In letzter Minute zu einer Lehrstelle kommen

Azubis 4.000 Ausbildungsplätze sind unbesetzt. Börse bringt Firmen und Bewerber zusammen

Aylin Lesig hat noch eine Chance. Mit ihren Bewerbungsunterlagen in der Hand spaziert die 23-Jährige am Mittwoch durch die Hallen am Gleisdreieck und hält auf der Last-Minute-Ausbildungsplatzbörse die Augen offen. Sie hat sich nach dem Fachabitur um verschiedene Studienplätze beworben, aber nur Absagen erhalten. Um dieses Jahr noch etwas Sinnvolles zu machen, hält sie nun Ausschau nach einem passenden Ausbildungsplatz.

Auf der Suche sind auch 40 Berliner Unternehmen unterschiedlicher Branchen. Ihnen mangelt es an Nachwuchs. Obwohl Ausbildungsbeginn bereits am 1. September war, gibt es noch 4.000 freie Ausbildungsstellen. Dabei sind laut Bundesagentur für Arbeit (BA) 6.400 Jugendliche als ausbildungssuchend gemeldet.

Vermittlungen scheitern

„Die Plätze sind da, es scheitert bloß an der Vermittlung“, sagt Rica Kolbe von der Industrie- und Handelskammer (IHK), die die Börse zusammen mit der BA und der Handwerkskammer organisiert hat, um Unternehmen und Bewerber zusammenzubringen.

Reinigungsgesellschaften präsentieren sich neben Cateringfirmen und Medienunternehmen. „Viele der 330 staatlich anerkannten Ausbildungsberufe sind den Jugendlichen gar nicht bekannt oder werden unterschätzt“, sagt René Dreke von der BA. Problem bei Jugendlichen sei zudem oft, dass nur sehr wenige sich auf Stellen in ganz Berlin bewerben. „Die jungen Leute sind sehr kiezgebunden, ein Jugendlicher aus Neukölln ist kaum bereit, für einen Ausbildungsplatz nach Spandau zu fahren“, so Dreke.

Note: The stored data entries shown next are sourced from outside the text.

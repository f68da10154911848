//! Engine errors.
//!
//! The tagged variants distinguish what the layered callers need to
//! know: a validation failure is recoverable by the client, a lock
//! conflict maps to `in-use`, everything else surfaces as
//! `operation-failed`, and `Fatal` means the process cannot continue.

use canopy_core::{ClientId, RpcErrors};
use canopy_plugin::PluginError;
use canopy_store::StoreError;
use canopy_tree::TreeError;
use canopy_upgrade::UpgradeError;
use thiserror::Error;

/// Errors from the transaction engine.
#[derive(Debug, Error)]
pub enum TransactionError {
    /// The candidate is semantically invalid; carries the accumulated
    /// error elements.
    #[error("validation failed: {0}")]
    Validation(RpcErrors),

    /// A datastore is locked by another session.
    #[error("datastore {db} is locked by session {holder}")]
    LockHeld { db: String, holder: ClientId },

    /// An RPC parameter is unusable (e.g. a zero confirm-timeout).
    #[error("invalid parameter: {0}")]
    InvalidParams(String),

    /// A plugin callback failed.
    #[error(transparent)]
    Plugin(#[from] PluginError),

    /// Datastore persistence failed.
    #[error(transparent)]
    Store(#[from] StoreError),

    /// Tree manipulation failed.
    #[error(transparent)]
    Tree(#[from] TreeError),

    /// Module upgrade failed.
    #[error(transparent)]
    Upgrade(#[from] UpgradeError),

    /// The engine cannot continue.
    #[error("fatal: {0}")]
    Fatal(String),
}

/// Result type for engine operations.
pub type TxResult<T> = Result<T, TransactionError>;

Ein anderes Problem sind Berufsfelder, in denen die Vermittlung schwerfällt, wie zum Beispiel im Handwerk. Kon­stantin Benedikt ist Azubi beim Lehrbauhof und absolviert eine überbetriebliche Ausbildung zum Tischler. Er hat mittlerweile eine Firma gefunden, bei der er begleitend zu seiner Ausbildung arbeiten kann und entsprechend verdient. Selbstverständlich ist das nicht. „Beginnt man eine Ausbildung beim Lehrbauhof, verdient man im ersten Lehrjahr etwa 250 Euro pro Monat – das ist weniger als der Hartz-IV-Regelsatz.“

Aylin Lesig ist nach einer Stunde auf der Messe enttäuscht. Sie fühlt sich von dem Angebot nicht angesprochen. Die Ausbildungsberufe sind eher für Leute mit mittlerer Reife oder niedrigerem – manchmal gar keinem – Schulabschluss ab. Lesig sei dagegen auf der Suche nach einem dualen Studium im sozialen Bereich und hätte mit mehr Unternehmen aus dieser Branche gerechnet. Auch die Beratung vor Ort durch die mobilen Mitarbeiter der Arbeitsagentur habe nichts anderes als ihre Internetrecherche im Vorfeld ergeben. Lesig will es jetzt zum nächsten Semester noch mal mit dem Studium probieren.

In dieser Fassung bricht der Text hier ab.